Today I am definitely a rat on a wheel. Little accomplishment, actually too little to even mention. My depression is kicking in today with the impending holiday, deadlines, and moving. I'm usually so syked for Christmas, I do a lot of volunteering, gift giving, and I'm generally nicer all around. This year is the first year that I could careless, and that makes me no fun to be around.

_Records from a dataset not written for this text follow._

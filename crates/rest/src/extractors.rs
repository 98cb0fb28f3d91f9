//! Recipe payload extractor.
//!
//! Extracts recipe drafts from request bodies.

use axum::{
    body::Bytes,
    extract::{FromRequest, Request},
    http::header,
    response::{IntoResponse, Response},
};
use pantry_store::RecipeDraft;

use crate::error::RestError;

/// Axum extractor for recipe payloads.
///
/// Reads the request body into a [`RecipeDraft`]. Field validation is left
/// to [`RecipeDraft::validate`] so that a missing field surfaces as a
/// validation error, not a deserialization failure.
///
/// # Example
///
/// ```rust,ignore
/// use pantry_rest::extractors::RecipeBody;
///
/// async fn create_handler(RecipeBody(draft): RecipeBody) {
///     println!("Draft name: {:?}", draft.name);
/// }
/// ```
#[derive(Debug)]
pub struct RecipeBody(pub RecipeDraft);

impl RecipeBody {
    /// Consumes the extractor and returns the inner draft.
    pub fn into_inner(self) -> RecipeDraft {
        self.0
    }
}

/// Error type for recipe body extraction failures.
#[derive(Debug)]
pub enum RecipeBodyRejection {
    /// JSON parsing failed.
    InvalidJson(String),
    /// Unsupported content type.
    UnsupportedMediaType(String),
}

impl IntoResponse for RecipeBodyRejection {
    fn into_response(self) -> Response {
        let error = match self {
            RecipeBodyRejection::InvalidJson(msg) => RestError::BadRequest {
                message: format!("Invalid JSON: {}", msg),
            },
            RecipeBodyRejection::UnsupportedMediaType(ct) => RestError::BadRequest {
                message: format!("Unsupported content type: {}", ct),
            },
        };
        error.into_response()
    }
}

impl<S> FromRequest<S> for RecipeBody
where
    S: Send + Sync,
{
    type Rejection = RecipeBodyRejection;

    async fn from_request(req: Request, state: &S) -> Result<Self, Self::Rejection> {
        // Check content type (must own the string before moving req)
        let content_type = req
            .headers()
            .get(header::CONTENT_TYPE)
            .and_then(|v| v.to_str().ok())
            .unwrap_or("application/json")
            .to_string();

        if !content_type.contains("json") {
            return Err(RecipeBodyRejection::UnsupportedMediaType(content_type));
        }

        // Extract body bytes
        let bytes = Bytes::from_request(req, state)
            .await
            .map_err(|e| RecipeBodyRejection::InvalidJson(e.to_string()))?;

        let draft: RecipeDraft = serde_json::from_slice(&bytes)
            .map_err(|e| RecipeBodyRejection::InvalidJson(e.to_string()))?;

        Ok(RecipeBody(draft))
    }
}
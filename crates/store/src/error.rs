//! Error types for the storage layer.
//!
//! Two categories exist: [`ValidationError`] for payloads rejected before
//! any mutation, and [`StoreError::NotFound`] for operations that target an
//! ID the collection does not hold. The HTTP layer maps both onto client
//! error responses.

use thiserror::Error;

/// The primary error type for store operations.
#[derive(Error, Debug)]
pub enum StoreError {
    /// No stored recipe has the requested ID.
    #[error("recipe not found: {id}")]
    NotFound {
        /// The ID that matched nothing.
        id: String,
    },

    /// The payload failed validation; nothing was mutated.
    #[error(transparent)]
    Validation(#[from] ValidationError),
}

/// Errors raised while validating a client payload.
#[derive(Error, Debug, Clone, PartialEq, Eq)]
pub enum ValidationError {
    /// A required field was absent.
    #[error("missing required field: {field}")]
    MissingRequiredField {
        /// Name of the missing field.
        field: &'static str,
    },

    /// A required field was present but empty.
    #[error("field must not be empty: {field}")]
    EmptyField {
        /// Name of the empty field.
        field: &'static str,
    },
}

/// Result type alias for store operations.
pub type StoreResult<T> = Result<T, StoreError>;
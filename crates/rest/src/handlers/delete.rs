//! Delete handler.
//!
//! Implements the delete operation: `DELETE /recipes/{id}`

use axum::{
    extract::{Path, State},
    http::StatusCode,
    response::{IntoResponse, Response},
};
use pantry_store::RecipeStore;
use tracing::debug;

use crate::error::RestResult;
use crate::state::AppState;

/// Handler for the delete operation.
///
/// Removes the recipe with the given ID. Deleting an ID that matches
/// nothing is a no-op that still answers 204, so the operation is
/// idempotent from the client's point of view.
///
/// # HTTP Request
///
/// `DELETE /recipes/{id}`
///
/// # Response
///
/// - `204 No Content` - Recipe removed, or no recipe had this ID
pub async fn delete_handler<S>(
    State(state): State<AppState<S>>,
    Path(id): Path<String>,
) -> RestResult<Response>
where
    S: RecipeStore + Send + Sync,
{
    debug!(id = %id, "Processing delete request");

    let removed = state.store().delete(&id).await?;

    if removed {
        debug!(id = %id, "Recipe deleted");
    } else {
        debug!(id = %id, "Delete matched no recipe");
    }

    Ok(StatusCode::NO_CONTENT.into_response())
}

Today my boss and I generally just pissed each other off. I think that it is a good thing that I work for a man. Men know when to let things cool down and try to resolve things later. The other reason we leave each other alone on days like this is because we can't function without one another. It would be a very bad day for him if I stopped working for him. He knows it and I know it. Now if one day he decided not to practice law anymore I would be the one having a bad day. I can't work for another attorney but him. I'm paid more then well, treated better then most (which is more important) and generally left to my own devices. My dream work scenario, with paid discretionary bonuses. Yet, I'm still in a lousy mood.
I wish it was January already. A clean slate, a new beginning. Instead I'm stuck here in my little dark shell for a little while longer. It's enough to make me pick up my phone and call my local travel agent and scream into the phone... "GET ME THE FUCK OUT OF HERE! I'LL GO ANYWHERE, HERE'S MY AMEX CARD!" My mood is best described by Audrey Hepburn when she played Ms. Holly Golightly in Breakfast at Tiffany's when she said that she was suffering from the "Mean Reds"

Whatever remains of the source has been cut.